Our Guns

No one was surprised. President Obama went to Florida and did the obvious:

President Barack Obama tore into opponents of gun control on a visit to Orlando on Thursday, saying they should meet with the victims of the Orlando nightclub massacre and “explain” their positions.

Obama and Vice President Joe Biden spent the day in Orlando meeting with survivors, the families of victims and first responders there, after the worst mass shooting in recent U.S. history and the deadliest attack in the United States since 9/11.

He’d had enough:

The president again spoke of his frustration over the ability of the shooter to easily and legally obtain an assault weapon, saying family members pleaded with him to “do more” to stop such killings.

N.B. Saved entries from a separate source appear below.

use crate::error::{ErrorKind, Result, TagCsvError};
use crate::extractor::JobOutcome;
use crate::request::ConversionRequest;
use crate::service::ConversionResult;
use chrono::{DateTime, NaiveDateTime, Utc};
use serde::Serialize;
use std::fs;
use std::path::{Path, PathBuf};
use std::time::Duration;

pub const DEFAULT_REPORT_NAME: &str = "tagcsv_report.json";

#[derive(Debug, Clone, Serialize)]
pub struct ConversionReport {
    pub tool_version: String,
    pub generated_at: DateTime<Utc>,
    pub source_format: String,
    pub request: RequestSnapshot,
    pub summary: ReportSummary,
    pub jobs: Vec<JobOutcome>,
}

#[derive(Debug, Clone, Serialize)]
pub struct RequestSnapshot {
    pub source_dir: PathBuf,
    pub output_dir: PathBuf,
    pub files: Vec<String>,
    pub start: NaiveDateTime,
    pub end: NaiveDateTime,
    pub tags: Vec<String>,
    pub frequency_minutes: Option<f64>,
    pub dump_all: bool,
}

#[derive(Debug, Clone, Serialize)]
pub struct ReportSummary {
    pub success: bool,
    pub cancelled: bool,
    pub files_processed: usize,
    pub files_failed: usize,
    pub merged_path: Option<PathBuf>,
    pub rows_written: Option<usize>,
    pub failure: Option<ErrorKind>,
    pub error_summary: Option<String>,
    pub duration: Duration,
}

impl From<&ConversionRequest> for RequestSnapshot {
    fn from(request: &ConversionRequest) -> Self {
        Self {
            source_dir: request.source_dir.clone(),
            output_dir: request.output_dir.clone(),
            files: request.files.clone(),
            start: request.window.start,
            end: request.window.end,
            tags: request.tags.clone(),
            frequency_minutes: request.options.frequency_minutes,
            dump_all: request.options.dump_all,
        }
    }
}

impl ConversionReport {
    pub fn new(
        source_format: &str,
        request: &ConversionRequest,
        result: &ConversionResult,
        elapsed: Duration,
    ) -> Self {
        let mut jobs = result.outcomes.clone();
        jobs.sort_by_key(|o| o.job_id);

        Self {
            tool_version: crate::version_info().to_string(),
            generated_at: Utc::now(),
            source_format: source_format.to_string(),
            request: RequestSnapshot::from(request),
            summary: ReportSummary {
                success: result.success,
                cancelled: result.cancelled,
                files_processed: result.processed_count,
                files_failed: result.failed_count,
                merged_path: result.merged_path.clone(),
                rows_written: result.merge.as_ref().map(|m| m.rows),
                failure: result.failure,
                error_summary: result.error_summary.clone(),
                duration: elapsed,
            },
            jobs,
        }
    }

    pub fn default_path(output_dir: &Path) -> PathBuf {
        output_dir.join(DEFAULT_REPORT_NAME)
    }

    pub fn save_json(&self, path: &Path) -> Result<()> {
        let json_content = serde_json::to_string_pretty(self).map_err(|e| TagCsvError::Config {
            message: format!("Failed to serialize report to JSON: {}", e),
        })?;

        fs::write(path, json_content).map_err(|e| TagCsvError::file_access(path, e))?;
        tracing::info!("Wrote conversion report to {}", path.display());
        Ok(())
    }
}

#[cfg(test)]
mod tests {
    use super::*;
    use crate::test_support::window;
    use tempfile::TempDir;

    #[test]
    fn test_report_round_trips_through_json_file() {
        let temp_dir = TempDir::new().unwrap();
        let request = ConversionRequest::new(temp_dir.path(), window(8, 9))
            .with_files(["a.dt", "b.dt"])
            .with_tags(["FLOW"]);
        let result = ConversionResult {
            success: true,
            processed_count: 2,
            merged_path: Some(temp_dir.path().join("MergedDataFrame.csv")),
            ..ConversionResult::default()
        };

        let report = ConversionReport::new("capture", &request, &result, Duration::from_secs(3));
        let path = ConversionReport::default_path(temp_dir.path());
        report.save_json(&path).unwrap();

        let value: serde_json::Value =
            serde_json::from_str(&std::fs::read_to_string(&path).unwrap()).unwrap();
        assert_eq!(value["source_format"], "capture");
        assert_eq!(value["tool_version"], crate::version_info());
        assert_eq!(value["summary"]["files_processed"], 2);
        assert_eq!(value["request"]["files"][1], "b.dt");
        assert_eq!(value["request"]["tags"][0], "FLOW");
        assert!(value["summary"]["failure"].is_null());
    }
}
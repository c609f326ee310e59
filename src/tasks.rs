use crate::error::{Result, TagCsvError};
use crate::extractor::job::remove_quietly;
use crate::extractor::CancellationToken;
use crate::request::ConversionRequest;
use crate::service::{ConversionResult, ConversionService};
use crate::strategy::ConversionStrategy;
use parking_lot::Mutex;
use serde::{Deserialize, Serialize};
use std::sync::Arc;
use std::thread::JoinHandle;
use std::time::{Duration, Instant};
use uuid::Uuid;

const STARTING: &str = "Starting processing...";
const COMPLETED: &str = "Processing completed successfully";
const CANCELLED: &str = "Processing cancelled by user";

#[derive(Debug, Clone, Copy, PartialEq, Eq, Serialize, Deserialize)]
#[serde(rename_all = "lowercase")]
pub enum TaskStatus {
    Idle,
    Running,
    Completed,
    Cancelled,
}

impl TaskStatus {
    pub fn is_terminal(self) -> bool {
        matches!(self, TaskStatus::Completed | TaskStatus::Cancelled)
    }
}

/// Point-in-time copy of the task state handed to pollers.
#[derive(Debug, Clone, Serialize)]
pub struct TaskSnapshot {
    pub task_id: Option<String>,
    pub status: TaskStatus,
    pub progress: String,
    pub result: Option<ConversionResult>,
}

impl TaskSnapshot {
    fn idle() -> Self {
        Self {
            task_id: None,
            status: TaskStatus::Idle,
            progress: String::new(),
            result: None,
        }
    }
}

#[derive(Debug)]
struct TaskState {
    task_id: Option<String>,
    status: TaskStatus,
    progress: String,
    result: Option<ConversionResult>,
}

impl TaskState {
    fn snapshot(&self) -> TaskSnapshot {
        TaskSnapshot {
            task_id: self.task_id.clone(),
            status: self.status,
            progress: self.progress.clone(),
            result: self.result.clone(),
        }
    }

    fn is_current(&self, task_id: &str) -> bool {
        self.task_id.as_deref() == Some(task_id)
    }
}

struct Worker {
    task_id: String,
    token: CancellationToken,
    handle: Option<JoinHandle<()>>,
}

impl Worker {
    fn is_alive(&self) -> bool {
        self.handle.as_ref().is_some_and(|h| !h.is_finished())
    }
}

/// Runs at most one conversion at a time on a background thread and keeps
/// a status record that callers poll without blocking.
pub struct TaskManager<S: ConversionStrategy> {
    service: Arc<ConversionService<S>>,
    state: Arc<Mutex<TaskState>>,
    worker: Mutex<Option<Worker>>,
}

impl<S: ConversionStrategy> TaskManager<S> {
    pub fn new(service: ConversionService<S>) -> Self {
        Self {
            service: Arc::new(service),
            state: Arc::new(Mutex::new(TaskState {
                task_id: None,
                status: TaskStatus::Idle,
                progress: String::new(),
                result: None,
            })),
            worker: Mutex::new(None),
        }
    }

    /// Start a conversion in the background and return its task id. Rejected
    /// while a previous task is still running or still tearing down.
    pub fn start_conversion(&self, request: ConversionRequest) -> Result<String> {
        let mut worker = self.worker.lock();

        if let Some(ref current) = *worker {
            let running = self.state.lock().status == TaskStatus::Running;
            if running || current.is_alive() {
                return Err(TagCsvError::TaskAlreadyRunning {
                    task_id: current.task_id.clone(),
                });
            }
        }

        let task_id = format!(
            "{}_task_{}",
            self.service.strategy().name(),
            Uuid::new_v4().simple()
        );
        let token = CancellationToken::new();

        {
            let mut state = self.state.lock();
            state.task_id = Some(task_id.clone());
            state.status = TaskStatus::Running;
            state.progress = STARTING.to_string();
            state.result = None;
        }

        let handle = {
            let service = Arc::clone(&self.service);
            let state = Arc::clone(&self.state);
            let token = token.clone();
            let task_id = task_id.clone();

            std::thread::Builder::new()
                .name(format!("tagcsv-{}", service.strategy().name()))
                .spawn(move || {
                    let progress = |message: &str| update_progress(&state, &task_id, message);
                    let result = service.run(&request, &token, &progress);
                    finish(&state, &task_id, &token, result);
                })
        };

        let handle = match handle {
            Ok(handle) => handle,
            Err(e) => {
                let mut state = self.state.lock();
                state.status = TaskStatus::Completed;
                state.progress = format!("Processing failed: {}", e);
                return Err(TagCsvError::Io(e));
            }
        };

        tracing::info!("Started task {}", task_id);
        *worker = Some(Worker {
            task_id: task_id.clone(),
            token,
            handle: Some(handle),
        });

        Ok(task_id)
    }

    /// Snapshot for `task_id`, or an idle snapshot when it is not the
    /// tracked task.
    pub fn get_status(&self, task_id: &str) -> TaskSnapshot {
        let state = self.state.lock();
        if state.is_current(task_id) {
            state.snapshot()
        } else {
            TaskSnapshot::idle()
        }
    }

    pub fn current_status(&self) -> TaskSnapshot {
        self.state.lock().snapshot()
    }

    /// Request cancellation. The status flips to cancelled immediately; the
    /// result is attached once the background thread has torn down.
    pub fn cancel(&self, task_id: &str) -> bool {
        let worker = self.worker.lock();
        let Some(ref current) = *worker else {
            return false;
        };
        if current.task_id != task_id {
            return false;
        }

        let mut state = self.state.lock();
        if state.status != TaskStatus::Running {
            return false;
        }

        current.token.cancel();
        state.status = TaskStatus::Cancelled;
        state.progress = CANCELLED.to_string();
        tracing::info!("Cancellation requested for task {}", task_id);
        true
    }

    /// Whether a background thread is still alive, even if already cancelled.
    pub fn is_busy(&self) -> bool {
        self.worker.lock().as_ref().is_some_and(Worker::is_alive)
    }

    /// Block until the background thread ends. Returns false on timeout.
    pub fn wait(&self, timeout: Duration) -> bool {
        let deadline = Instant::now() + timeout;
        loop {
            if !self.is_busy() {
                break;
            }
            if Instant::now() >= deadline {
                return false;
            }
            std::thread::sleep(Duration::from_millis(10));
        }

        let handle = self.worker.lock().as_mut().and_then(|w| w.handle.take());
        if let Some(handle) = handle {
            if handle.join().is_err() {
                tracing::error!("Conversion thread panicked");
            }
        }
        true
    }
}

fn update_progress(state: &Mutex<TaskState>, task_id: &str, message: &str) {
    let mut state = state.lock();
    if state.is_current(task_id) && state.status == TaskStatus::Running {
        state.progress = message.to_string();
    }
}

fn finish(state: &Mutex<TaskState>, task_id: &str, token: &CancellationToken, result: ConversionResult) {
    let mut state = state.lock();
    if !state.is_current(task_id) {
        return;
    }

    // A late cancel still wins; drop whatever the service merged.
    let result = if token.is_cancelled() && !result.cancelled {
        if let Some(ref merged) = result.merged_path {
            tracing::info!("Discarding {} after late cancellation", merged.display());
            remove_quietly(merged);
        }
        ConversionResult::cancelled(result.outcomes)
    } else {
        result
    };

    if result.cancelled {
        state.status = TaskStatus::Cancelled;
        state.progress = CANCELLED.to_string();
    } else {
        state.status = TaskStatus::Completed;
        state.progress = if result.success {
            COMPLETED.to_string()
        } else {
            format!(
                "Processing failed: {}",
                result.error_summary.as_deref().unwrap_or("unknown error")
            )
        };
    }
    tracing::info!("Task {} finished: {}", task_id, state.progress);
    state.result = Some(result);
}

“The notion that the answer to this tragedy would be to make sure that more people in a nightclub are similarly armed to the killer defies common sense,” Obama said. “Those who defend the easy accessibility of assault weapons should meet these families and explain why that makes sense.”

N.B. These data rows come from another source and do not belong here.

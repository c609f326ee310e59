use crate::error::{Result, TagCsvError};
use crate::merge::{write_csv_atomically, MergeSummary};
use std::collections::{HashMap, HashSet};
use std::path::{Path, PathBuf};

struct ArchiveTable {
    columns: Vec<String>,
    rows: Vec<Vec<String>>,
}

/// Rows of one per-file CSV, mapped onto the column positions of the
/// combined layout. The first data row (units) is dropped.
fn load_archive_csv(path: &Path, columns: &mut Vec<String>) -> Result<Vec<Vec<String>>> {
    let mut reader = csv::ReaderBuilder::new()
        .flexible(true)
        .has_headers(true)
        .from_path(path)?;

    let headers = reader.headers()?.clone();
    if headers.is_empty() {
        return Err(TagCsvError::merge(format!("{} has no header", path.display())));
    }

    let mut known: HashMap<String, usize> = columns
        .iter()
        .enumerate()
        .map(|(i, c)| (c.clone(), i))
        .collect();

    let mut positions = Vec::with_capacity(headers.len());
    for name in headers.iter() {
        let position = match known.get(name) {
            Some(&i) if !positions.contains(&i) => i,
            _ => {
                columns.push(name.to_string());
                known.insert(name.to_string(), columns.len() - 1);
                columns.len() - 1
            }
        };
        positions.push(position);
    }

    let mut rows = Vec::new();
    for (index, record) in reader.records().enumerate() {
        let record = record?;
        if index == 0 {
            continue;
        }
        if record.len() > positions.len() {
            tracing::warn!(
                "Skipping record {} in {}: {} fields for {} columns",
                index + 2,
                path.display(),
                record.len(),
                positions.len()
            );
            continue;
        }
        let mut row = vec![String::new(); columns.len()];
        for (value, &position) in record.iter().zip(&positions) {
            row[position] = value.to_string();
        }
        rows.push(row);
    }

    Ok(rows)
}

/// Concatenate per-file archive CSVs, dropping units rows and exact
/// duplicate rows. Files that cannot be parsed or hold no data are skipped.
pub fn merge_archive_outputs(
    inputs: &[PathBuf],
    output_dir: &Path,
    merged_file_name: &str,
) -> Result<MergeSummary> {
    let mut table = ArchiveTable {
        columns: Vec::new(),
        rows: Vec::new(),
    };
    let mut skipped = 0;

    for input in inputs {
        let mut columns = table.columns.clone();
        match load_archive_csv(input, &mut columns) {
            Ok(rows) if rows.is_empty() => {
                skipped += 1;
                tracing::warn!("Skipping {}: no data rows after units row", input.display());
            }
            Ok(rows) => {
                tracing::debug!("Loaded {} rows from {}", rows.len(), input.display());
                table.columns = columns;
                table.rows.extend(rows);
            }
            Err(e) => {
                skipped += 1;
                tracing::warn!("Skipping unreadable output {}: {}", input.display(), e);
            }
        }
    }

    if table.rows.is_empty() {
        return Err(TagCsvError::merge(format!(
            "none of the {} extractor outputs contained usable rows",
            inputs.len()
        )));
    }

    let width = table.columns.len();
    let total = table.rows.len();
    let mut seen = HashSet::with_capacity(total);
    let mut unique = Vec::with_capacity(total);
    for mut row in table.rows {
        row.resize(width, String::new());
        if seen.insert(row.clone()) {
            unique.push(row);
        }
    }
    let duplicates_removed = total - unique.len();

    let merged_path = write_csv_atomically(output_dir, merged_file_name, |writer| {
        writer.write_record(&table.columns)?;
        for row in &unique {
            writer.write_record(row)?;
        }
        Ok(())
    })?;

    tracing::info!(
        "Merged {} rows ({} duplicates removed) into {}",
        unique.len(),
        duplicates_removed,
        merged_path.display()
    );

    Ok(MergeSummary {
        merged_path,
        rows: unique.len(),
        columns: width,
        skipped,
        duplicates_removed,
    })
}
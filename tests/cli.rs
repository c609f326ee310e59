use assert_cmd::Command;
use predicates::prelude::*;
use std::fs;
use tempfile::TempDir;

fn tagcsv() -> Command {
    let mut cmd = Command::cargo_bin("tagcsv").unwrap();
    cmd.env_remove("RUST_LOG").env_remove("TAGCSV_TOOL");
    cmd
}

#[test]
fn help_lists_window_options() {
    tagcsv()
        .arg("--help")
        .assert()
        .success()
        .stdout(predicate::str::contains("--start"))
        .stdout(predicate::str::contains("--source-format"));
}

#[test]
fn generate_config_writes_sample() {
    let temp_dir = TempDir::new().unwrap();
    let path = temp_dir.path().join("tagcsv.toml");

    tagcsv()
        .arg("--generate-config")
        .arg("--config")
        .arg(&path)
        .assert()
        .success()
        .stdout(predicate::str::contains("Generated sample configuration file"));

    let content = fs::read_to_string(&path).unwrap();
    assert!(content.contains("[pool]"));
    assert!(content.contains("[capture]"));
}

#[test]
fn reversed_window_exits_with_validation_code() {
    let temp_dir = TempDir::new().unwrap();
    fs::write(temp_dir.path().join("line1.dt"), "raw").unwrap();

    tagcsv()
        .arg(temp_dir.path())
        .args(["--start", "2024-03-01 12:00:00"])
        .args(["--end", "2024-03-01 10:00:00"])
        .args(["--output-format", "plain", "-q"])
        .assert()
        .code(3);

    assert!(!temp_dir.path().join("MergedDataFrame.csv").exists());
}

#[test]
fn malformed_timestamp_is_rejected_by_parser() {
    tagcsv()
        .arg(".")
        .args(["--start", "yesterday"])
        .args(["--end", "2024-03-01 10:00:00"])
        .assert()
        .failure()
        .stderr(predicate::str::contains("--start"));
}

#[test]
fn dry_run_prints_commands_without_running_them() {
    let temp_dir = TempDir::new().unwrap();
    fs::write(temp_dir.path().join("line1.dt"), "raw").unwrap();

    tagcsv()
        .arg(temp_dir.path())
        .args(["--start", "2024-03-01 10:00:00"])
        .args(["--end", "2024-03-01 12:00:00"])
        .args(["--tags", "FLOW", "--tool", "/no/such/drtu", "--dry-run"])
        .assert()
        .success()
        .stdout(predicate::str::contains("/no/such/drtu"))
        .stdout(predicate::str::contains("-match=(FLOW)"))
        .stdout(predicate::str::contains("-TBEGIN=24/03/01 10:00:00"));

    assert!(!temp_dir.path().join("line1.rtu").exists());
}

That’s a simple question, and of course those family members pleaded with him to do something about unhinged people with assault weapons, or if not him, for someone to do something even vaguely useful, and maybe that will happen. CNN offers a bit of background on the changing landscape:

Democrats, long worried about protecting conservative lawmakers and being viewed as soft on crime, have reversed course and now see an electoral advantage in moving to the left on guns. During the Democratic primary, for instance, Hillary Clinton routinely criticized Bernie Sanders for siding with the National Rifle Association, leading the Vermont senator to modify some of his positions.

And in a break with his party, presumptive GOP nominee Donald Trump has scrambled the right-left divide with an apparent openness to some new gun measures directly aimed at terror suspects.

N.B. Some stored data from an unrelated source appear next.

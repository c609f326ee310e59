use anyhow::Context;
use clap::Parser;
use std::process;
use tagcsv::{
    Cli, ConversionResult, ErrorKind, OutputFormatter, OutputMode, TagCsv, TagCsvError,
    UserFriendlyError,
};
use tracing_subscriber::EnvFilter;

#[tokio::main]
async fn main() {
    let exit_code = run().await;
    process::exit(exit_code);
}

async fn run() -> i32 {
    let cli = Cli::parse();
    init_logging(cli.verbosity_level());
    tracing::debug!("{}", tagcsv::build_info());

    if cli.generate_config {
        return handle_generate_config(&cli);
    }

    let tagcsv = match TagCsv::from_cli(&cli) {
        Ok(tagcsv) => tagcsv,
        Err(e) => {
            print_startup_error(&e);
            return exit_code_for_error(&e);
        }
    };

    let request = match cli.build_request(tagcsv.config()) {
        Ok(request) => request,
        Err(e) => {
            tagcsv.handle_error(&e);
            return exit_code_for_error(&e);
        }
    };

    if cli.dry_run {
        return handle_dry_run(&cli, &tagcsv, &request);
    }

    match tagcsv.convert(cli.source_format, request).await {
        Ok(result) => exit_code_for_result(&result),
        Err(e) => {
            tagcsv.handle_error(&e);
            exit_code_for_error(&e)
        }
    }
}

/// stderr-only logging; RUST_LOG wins over -v.
fn init_logging(verbosity: u8) {
    let level = match verbosity {
        0 => "tagcsv=warn",
        1 => "tagcsv=info",
        2 => "tagcsv=debug",
        _ => "tagcsv=trace",
    };

    let _ = tracing_subscriber::fmt()
        .with_env_filter(
            EnvFilter::try_from_default_env().unwrap_or_else(|_| EnvFilter::new(level)),
        )
        .with_writer(std::io::stderr)
        .with_target(false)
        .try_init();
}

fn exit_code_for_result(result: &ConversionResult) -> i32 {
    if result.cancelled {
        return 130;
    }
    if result.success {
        return if result.is_partial() { 2 } else { 0 };
    }
    match result.failure {
        Some(ErrorKind::InputValidation) => 3,
        Some(ErrorKind::Merge) => 4,
        Some(ErrorKind::Cancelled) => 130,
        _ => 1,
    }
}

fn exit_code_for_error(error: &TagCsvError) -> i32 {
    match error {
        TagCsvError::Cancelled => 130,
        TagCsvError::Config { .. } => 5,
        _ => match error.kind() {
            ErrorKind::InputValidation => 3,
            ErrorKind::Merge => 4,
            _ => 1,
        },
    }
}

fn handle_generate_config(cli: &Cli) -> i32 {
    let config_path = cli
        .config
        .clone()
        .unwrap_or_else(|| "tagcsv.toml".into());

    let written = TagCsv::generate_sample_config(&config_path)
        .with_context(|| format!("writing {}", config_path.display()));

    match written {
        Ok(()) => {
            println!("Generated sample configuration file: {}", config_path.display());
            println!("\nTo use this configuration:");
            println!(
                "  tagcsv <directory> --start <time> --end <time> --config {}",
                config_path.display()
            );
            println!("\nEdit the file to point at your extractor tools.");
            0
        }
        Err(e) => {
            eprintln!("Failed to generate configuration file: {:#}", e);
            if let Some(suggestion) = e.downcast_ref::<TagCsvError>().and_then(|t| t.suggestion()) {
                eprintln!("Suggestion: {}", suggestion);
            }
            5
        }
    }
}

fn handle_dry_run(cli: &Cli, tagcsv: &TagCsv, request: &tagcsv::ConversionRequest) -> i32 {
    let formatter = tagcsv.output_formatter();

    formatter.print_header("DRY RUN - no extractor will be started");

    let jobs = match tagcsv.plan(cli.source_format, request) {
        Ok(jobs) => jobs,
        Err(e) => {
            tagcsv.handle_error(&e);
            return exit_code_for_error(&e);
        }
    };

    let config = tagcsv.config();
    println!("  Source format:   {}", cli.source_format.name());
    println!("  Source dir:      {}", request.source_dir.display());
    println!("  Output dir:      {}", request.output_dir.display());
    println!("  Window:          {} .. {}", request.window.start, request.window.end);
    println!("  Workers:         {}", config.effective_workers());
    if !request.tags.is_empty() {
        println!("  Tags:            {}", request.tags.join(", "));
    }

    formatter.print_separator();
    for job in &jobs {
        println!("  {}", job.command());
        println!("    -> {}", job.output().display());
    }
    formatter.print_separator();

    formatter.success(&format!("{} extraction jobs planned", jobs.len()));
    0
}

fn print_startup_error(error: &TagCsvError) {
    let formatter = OutputFormatter::new(OutputMode::Human, 0, false);
    formatter.print_user_friendly_error(error);
}

#[cfg(test)]
mod tests {
    use super::*;

    #[test]
    fn test_exit_codes_for_results() {
        let ok = ConversionResult {
            success: true,
            processed_count: 2,
            ..ConversionResult::default()
        };
        assert_eq!(exit_code_for_result(&ok), 0);

        let partial = ConversionResult {
            failed_count: 1,
            ..ok.clone()
        };
        assert_eq!(exit_code_for_result(&partial), 2);

        let rejected = ConversionResult {
            failure: Some(ErrorKind::InputValidation),
            ..ConversionResult::default()
        };
        assert_eq!(exit_code_for_result(&rejected), 3);

        let merge = ConversionResult {
            failure: Some(ErrorKind::Merge),
            ..ConversionResult::default()
        };
        assert_eq!(exit_code_for_result(&merge), 4);

        let cancelled = ConversionResult {
            cancelled: true,
            ..ConversionResult::default()
        };
        assert_eq!(exit_code_for_result(&cancelled), 130);
    }

    #[test]
    fn test_exit_codes_for_errors() {
        assert_eq!(exit_code_for_error(&TagCsvError::Cancelled), 130);
        assert_eq!(exit_code_for_error(&TagCsvError::validation("bad")), 3);
        assert_eq!(
            exit_code_for_error(&TagCsvError::Config {
                message: "bad".to_string()
            }),
            5
        );
        assert_eq!(exit_code_for_error(&TagCsvError::merge("empty")), 4);
    }
}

Of course no one knows what Donald Trump is up to here. Maybe he doesn’t know himself, but Obama knows himself:

President Barack Obama, who visited with the families of the Orlando victims on Thursday afternoon, has said the failure of gun control legislation is among his biggest frustrations. He has wiped away tears in the East Room as he talked about dead kindergartners and sang Amazing Grace during the eulogy of a minister killed in church.

He does that sort of thing a lot, but this time things could be different:

“I truly hope that senators rise to the moment and do the right thing. I hope that senators who voted no on background checks after Newtown have a change of heart,” he said in Orlando. “And then I hope the House does the right thing, and helps end the plague of violence that these weapons of war inflict on so many young lives.”

A filibuster this week from Sen. Chris Murphy, a Connecticut Democrat, forced a vote on a series of amendments that will take place as early as Monday. A bill favored by Democrats would prevent people on the FBI’s terror watch list from purchasing guns – a similar bill stalled last year in the wake of the San Bernardino shooting that left nine people dead.

A Republican measure would give federal prosecutors three days to try and prevent someone on the list from purchasing a firearm.

Either would do, but it’s likely neither will pass, even given public opinion:

According to Gallup, 71% of Americans think banning gun sales to people on the “no fly” list would be effective way to combat terrorism. A majority of Americans also think that passing new laws to make it harder to buy assault-style weapons would also be effective.

“This issue has come to a tipping point over the last year, we have seen the American people engage and push back on this issue in a way we haven’t seen before,” said Brendan Kelly, a spokesman for the Brady Campaign to Prevent Gun Violence. “This is a center stage issue now when it used to be a third-rail issue.”

Others disagree:

Bill Clinton publicly credited the NRA lobby with helping Republicans take control of both houses of Congress in 1994, the year the assault weapons ban became law. And eight years later, [NRA head] Wayne LaPierre told his members that that cost Al Gore the presidency.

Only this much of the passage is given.